▶ [TASK DETAILS]:
In how many lines of the records does the string "BytesMut" appear? State only the number.

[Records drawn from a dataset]

★ ★ ★ ★

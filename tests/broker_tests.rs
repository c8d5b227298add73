//! Single-broker protocol behavior over a real socket.

mod common;

use std::net::SocketAddr;
use std::time::Duration;

use bytes::{Buf, BufMut, BytesMut};

use jockey::error::KafkaCode;

use common::*;

const WAIT: Duration = Duration::from_secs(20);

/// Create `topic` and wait until its partitions accept requests here.
async fn create_ready_topic(addr: SocketAddr, topic: &str, partitions: i32) {
    let mut client = TestClient::connect(addr).await;
    assert_eq!(client.create_topic(topic, partitions, 1).await, 0);

    let topic = topic.to_string();
    eventually(WAIT, move || {
        let topic = topic.clone();
        async move {
            let mut client = TestClient::connect(addr).await;
            for p in 0..partitions {
                if client.fetch(&topic, p, 0, 0).await.error_code != 0 {
                    return false;
                }
            }
            true
        }
    })
    .await;
}

async fn single_broker() -> TestBroker {
    start_cluster(1).await.remove(0)
}

#[tokio::test(flavor = "multi_thread", worker_threads = 4)]
async fn test_api_versions_lists_supported_apis() {
    let b = single_broker().await;
    let mut client = TestClient::connect(b.addr()).await;

    let (error, apis) = client.api_versions(0).await;
    assert_eq!(error, 0);
    let keys: Vec<i16> = apis.iter().map(|(key, _, _)| *key).collect();
    assert_eq!(keys, vec![0, 1, 2, 3, 18, 19, 20]);
    for (_, min, max) in &apis {
        assert_eq!(*min, 0);
        assert!(*max >= 1);
    }

    // Unknown versions are answered in v0 with the supported ranges.
    let (error, apis) = client.api_versions(99).await;
    assert_eq!(error, KafkaCode::UnsupportedVersion as i16);
    assert_eq!(apis.len(), 7);

    b.broker.shutdown().await.unwrap();
}

#[tokio::test(flavor = "multi_thread", worker_threads = 4)]
async fn test_metadata_for_missing_and_invalid_topics() {
    let b = single_broker().await;
    let mut client = TestClient::connect(b.addr()).await;

    let metadata = client.metadata(Some(&["missing", "bad/name"])).await;
    assert_eq!(metadata.brokers.len(), 1);
    assert_eq!(metadata.brokers[0].node_id, b.id());
    assert_eq!(metadata.brokers[0].port, i32::from(b.addr().port()));
    assert_eq!(metadata.controller_id, b.id());
    assert_eq!(metadata.topics[0].name, "missing");
    assert_eq!(
        metadata.topics[0].error_code,
        KafkaCode::UnknownTopicOrPartition as i16
    );
    assert_eq!(metadata.topics[1].name, "bad/name");
    assert_eq!(metadata.topics[1].error_code, KafkaCode::InvalidTopic as i16);

    // Asking about a topic does not create it.
    assert!(client.metadata(None).await.topics.is_empty());

    b.broker.shutdown().await.unwrap();
}

#[tokio::test(flavor = "multi_thread", worker_threads = 4)]
async fn test_create_topic_rejections() {
    let b = single_broker().await;
    let mut client = TestClient::connect(b.addr()).await;

    assert_eq!(client.create_topic("t", 2, 1).await, 0);
    assert_eq!(
        client.create_topic("t", 2, 1).await,
        KafkaCode::TopicAlreadyExists as i16
    );
    assert_eq!(
        client.create_topic("zero", 0, 1).await,
        KafkaCode::InvalidPartitions as i16
    );
    assert_eq!(
        client.create_topic("wide", 1, 3).await,
        KafkaCode::InvalidReplicationFactor as i16
    );
    assert_eq!(
        client.create_topic("a b", 1, 1).await,
        KafkaCode::InvalidTopic as i16
    );

    let metadata = client.metadata(None).await;
    let names: Vec<&str> = metadata.topics.iter().map(|t| t.name.as_str()).collect();
    assert_eq!(names, vec!["t"]);

    b.broker.shutdown().await.unwrap();
}

#[tokio::test(flavor = "multi_thread", worker_threads = 4)]
async fn test_produce_and_fetch_single_partition() {
    let b = single_broker().await;
    create_ready_topic(b.addr(), "logs", 2).await;
    let mut client = TestClient::connect(b.addr()).await;

    assert_eq!(client.produce("logs", 1, batch(0, 3), 1).await, (0, 0));
    assert_eq!(client.produce("logs", 1, batch(3, 2), -1).await, (0, 3));

    let fetched = client.fetch("logs", 1, 0, 100).await;
    assert_eq!(fetched.error_code, 0);
    assert_eq!(fetched.high_watermark, 5);
    let records = decode(&fetched.records);
    let offsets: Vec<i64> = records.iter().map(|r| r.offset).collect();
    assert_eq!(offsets, vec![0, 1, 2, 3, 4]);
    assert_eq!(records[4].value.as_deref(), Some(&b"v4"[..]));

    // A fetch from the middle of a batch starts at that batch.
    let fetched = client.fetch("logs", 1, 4, 100).await;
    let records = decode(&fetched.records);
    assert_eq!(records.first().map(|r| r.offset), Some(3));

    // The other partition is untouched.
    let fetched = client.fetch("logs", 0, 0, 0).await;
    assert_eq!(fetched.high_watermark, 0);
    assert!(fetched.records.is_empty());

    b.broker.shutdown().await.unwrap();
}

#[tokio::test(flavor = "multi_thread", worker_threads = 4)]
async fn test_fetch_at_or_past_the_end_is_empty() {
    let b = single_broker().await;
    create_ready_topic(b.addr(), "quiet", 1).await;
    let mut client = TestClient::connect(b.addr()).await;
    client.produce("quiet", 0, batch(0, 2), 1).await;

    for offset in [2, 1000] {
        let fetched = client.fetch("quiet", 0, offset, 200).await;
        assert_eq!(fetched.error_code, 0);
        assert_eq!(fetched.high_watermark, 2);
        assert!(fetched.records.is_empty());
    }

    b.broker.shutdown().await.unwrap();
}

#[tokio::test(flavor = "multi_thread", worker_threads = 4)]
async fn test_long_poll_wakes_on_produce() {
    let b = single_broker().await;
    create_ready_topic(b.addr(), "poll", 1).await;
    let addr = b.addr();

    let waiter = tokio::spawn(async move {
        let mut client = TestClient::connect(addr).await;
        client.fetch("poll", 0, 0, 5_000).await
    });
    tokio::time::sleep(Duration::from_millis(50)).await;

    let mut producer = TestClient::connect(addr).await;
    assert_eq!(producer.produce("poll", 0, batch(0, 1), 1).await, (0, 0));

    let fetched = tokio::time::timeout(Duration::from_secs(3), waiter)
        .await
        .expect("long poll should return once data arrives")
        .unwrap();
    assert_eq!(fetched.error_code, 0);
    assert_eq!(decode(&fetched.records).len(), 1);

    b.broker.shutdown().await.unwrap();
}

#[tokio::test(flavor = "multi_thread", worker_threads = 4)]
async fn test_produce_rejections() {
    let b = single_broker().await;
    create_ready_topic(b.addr(), "strict", 1).await;
    let mut client = TestClient::connect(b.addr()).await;

    let (error, _) = client.produce("strict", 0, batch(0, 1), 5).await;
    assert_eq!(error, KafkaCode::InvalidRequiredAcks as i16);

    let (error, _) = client.produce("missing", 0, batch(0, 1), 1).await;
    assert_eq!(error, KafkaCode::UnknownTopicOrPartition as i16);

    let (error, _) = client.produce("strict", 7, batch(0, 1), 1).await;
    assert_eq!(error, KafkaCode::UnknownTopicOrPartition as i16);

    let mut corrupt = BytesMut::from(&batch(0, 1)[..]);
    let last = corrupt.len() - 1;
    corrupt[last] ^= 0xff;
    let (error, _) = client.produce("strict", 0, corrupt.freeze(), 1).await;
    assert_eq!(error, KafkaCode::CorruptMessage as i16);

    // Nothing above reached the log.
    assert_eq!(client.list_offset("strict", 0, -1).await, (0, 0));

    b.broker.shutdown().await.unwrap();
}

#[tokio::test(flavor = "multi_thread", worker_threads = 4)]
async fn test_produce_without_acks_sends_no_response() {
    let b = single_broker().await;
    create_ready_topic(b.addr(), "fire", 1).await;
    let mut client = TestClient::connect(b.addr()).await;

    client.produce_no_ack("fire", 0, batch(0, 3)).await;
    // The next response on this connection belongs to the next request.
    let (error, base_offset) = client.produce("fire", 0, batch(3, 1), 1).await;
    assert_eq!(error, 0);
    assert_eq!(base_offset, 3);

    b.broker.shutdown().await.unwrap();
}

#[tokio::test(flavor = "multi_thread", worker_threads = 4)]
async fn test_list_offsets() {
    let b = single_broker().await;
    create_ready_topic(b.addr(), "times", 1).await;
    let mut client = TestClient::connect(b.addr()).await;
    client.produce("times", 0, batch(0, 4), 1).await;
    client.produce("times", 0, batch(4, 4), 1).await;

    assert_eq!(client.list_offset("times", 0, -2).await, (0, 0));
    assert_eq!(client.list_offset("times", 0, -1).await, (0, 8));
    // First batch whose max timestamp reaches the target.
    assert_eq!(
        client.list_offset("times", 0, 1_700_000_000_000 + 5).await,
        (0, 4)
    );
    // Past every record: the end of the log.
    assert_eq!(
        client.list_offset("times", 0, 1_800_000_000_000).await,
        (0, 8)
    );
    let (error, _) = client.list_offset("nope", 0, -1).await;
    assert_eq!(error, KafkaCode::UnknownTopicOrPartition as i16);

    b.broker.shutdown().await.unwrap();
}

#[tokio::test(flavor = "multi_thread", worker_threads = 4)]
async fn test_delete_topic() {
    let b = single_broker().await;
    create_ready_topic(b.addr(), "doomed", 1).await;
    let mut client = TestClient::connect(b.addr()).await;
    client.produce("doomed", 0, batch(0, 2), 1).await;

    assert_eq!(client.delete_topic("doomed").await, 0);
    assert_eq!(
        client.delete_topic("doomed").await,
        KafkaCode::UnknownTopicOrPartition as i16
    );
    let metadata = client.metadata(Some(&["doomed"])).await;
    assert_eq!(
        metadata.topics[0].error_code,
        KafkaCode::UnknownTopicOrPartition as i16
    );

    // A recreated topic starts from an empty log.
    create_ready_topic(b.addr(), "doomed", 1).await;
    assert_eq!(client.list_offset("doomed", 0, -1).await, (0, 0));

    b.broker.shutdown().await.unwrap();
}

#[tokio::test(flavor = "multi_thread", worker_threads = 4)]
async fn test_oversized_frame_closes_connection() {
    let b = single_broker().await;
    let mut client = TestClient::connect(b.addr()).await;

    let mut frame = BytesMut::new();
    frame.put_i32(i32::MAX);
    client.write_raw(&frame).await;
    assert!(client.is_closed(Duration::from_secs(2)).await);

    // The listener keeps serving other connections.
    let mut client = TestClient::connect(b.addr()).await;
    assert_eq!(client.api_versions(0).await.0, 0);

    b.broker.shutdown().await.unwrap();
}

#[tokio::test(flavor = "multi_thread", worker_threads = 4)]
async fn test_undecodable_body_keeps_connection_open() {
    let b = single_broker().await;
    let mut client = TestClient::connect(b.addr()).await;

    // Produce v2 cut off after acks.
    let mut body = client.request(API_PRODUCE, 2, &1i16.to_be_bytes()).await;
    assert_eq!(body.get_i16(), KafkaCode::InvalidRequest as i16);

    assert_eq!(client.api_versions(0).await.0, 0);
    assert!(!client.is_closed(Duration::from_millis(200)).await);

    b.broker.shutdown().await.unwrap();
}

#[tokio::test(flavor = "multi_thread", worker_threads = 4)]
async fn test_records_survive_restart() {
    let dir = tempfile::tempdir().unwrap();
    let config = broker_config(&dir, 1, Vec::new());

    let broker = jockey::cluster::Broker::start(config.clone()).await.unwrap();
    let addr = broker.kafka_addr();
    create_ready_topic(addr, "durable", 1).await;
    let mut client = TestClient::connect(addr).await;
    assert_eq!(client.produce("durable", 0, batch(0, 6), -1).await, (0, 0));
    drop(client);
    broker.shutdown().await.unwrap();

    let broker = jockey::cluster::Broker::start(config).await.unwrap();
    let addr = broker.kafka_addr();
    eventually(WAIT, move || async move {
        let mut client = TestClient::connect(addr).await;
        client.fetch("durable", 0, 0, 0).await.error_code == 0
    })
    .await;

    let mut client = TestClient::connect(addr).await;
    let fetched = client.fetch("durable", 0, 0, 100).await;
    assert_eq!(fetched.high_watermark, 6);
    assert_eq!(decode(&fetched.records).len(), 6);

    broker.shutdown().await.unwrap();
}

★ ★ ★ ★

▶ [YOUR RESPONSE]:
3